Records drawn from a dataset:
================

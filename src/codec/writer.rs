use byteorder::{LittleEndian, WriteBytesExt};

/// Growable little-endian byte sink used for the canonical tile and
/// resource streams and for framing re-authored packed sections.
pub struct BinaryWriter {
    data: Vec<u8>,
}

impl BinaryWriter {
    pub fn new() -> Self {
        Self { data: Vec::new() }
    }

    pub fn with_capacity(capacity: usize) -> Self {
        Self { data: Vec::with_capacity(capacity) }
    }

    pub fn len(&self) -> usize {
        self.data.len()
    }

    pub fn is_empty(&self) -> bool {
        self.data.is_empty()
    }

    pub fn into_vec(self) -> Vec<u8> {
        self.data
    }

    pub fn as_slice(&self) -> &[u8] {
        &self.data
    }

    pub fn write_bytes(&mut self, bytes: &[u8]) {
        self.data.extend_from_slice(bytes);
    }

    pub fn write_u8(&mut self, v: u8) {
        self.data.push(v);
    }

    // Writes into a Vec<u8> cannot fail.
    pub fn write_u16_le(&mut self, v: u16) {
        let _ = self.data.write_u16::<LittleEndian>(v);
    }

    pub fn write_u32_le(&mut self, v: u32) {
        let _ = self.data.write_u32::<LittleEndian>(v);
    }
}

impl Default for BinaryWriter {
    fn default() -> Self {
        Self::new()
    }
}

impl From<BinaryWriter> for Vec<u8> {
    fn from(writer: BinaryWriter) -> Self {
        writer.into_vec()
    }
}
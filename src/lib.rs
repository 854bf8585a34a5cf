//! Legacy map conversion
//!
//! Reads binary-packed strategy-game maps (INI text plus either packed
//! base64 sections or a raw tile file) into a canonical in-memory document,
//! and writes that document out in the canonical text format.

pub mod codec;
pub mod config;
pub mod error;
pub mod ini;
pub mod map;

pub use config::ConvertOptions;
pub use error::{Error, Result, Stage};
pub use ini::{IniFile, IniSection, SectionReader};
pub use codec::{
    ChunkCodec, CodecError, DECODED_CHUNK_SIZE,
    MapData, OverlayDecoder, OverlayTable, ResourceTable,
    read_packed_section, write_packed_section, save_map,
};
pub use map::{
    ActorExtractor, ActorRecord, Grid, LayoutKind, TileRecord,
    MapDocument, MapDocumentBuilder, MapMetadata, load_map,
};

================

Exercise:
Exactly how many lines of the records above contain "LittleEndian"? Please state only the number.

Completed task:
3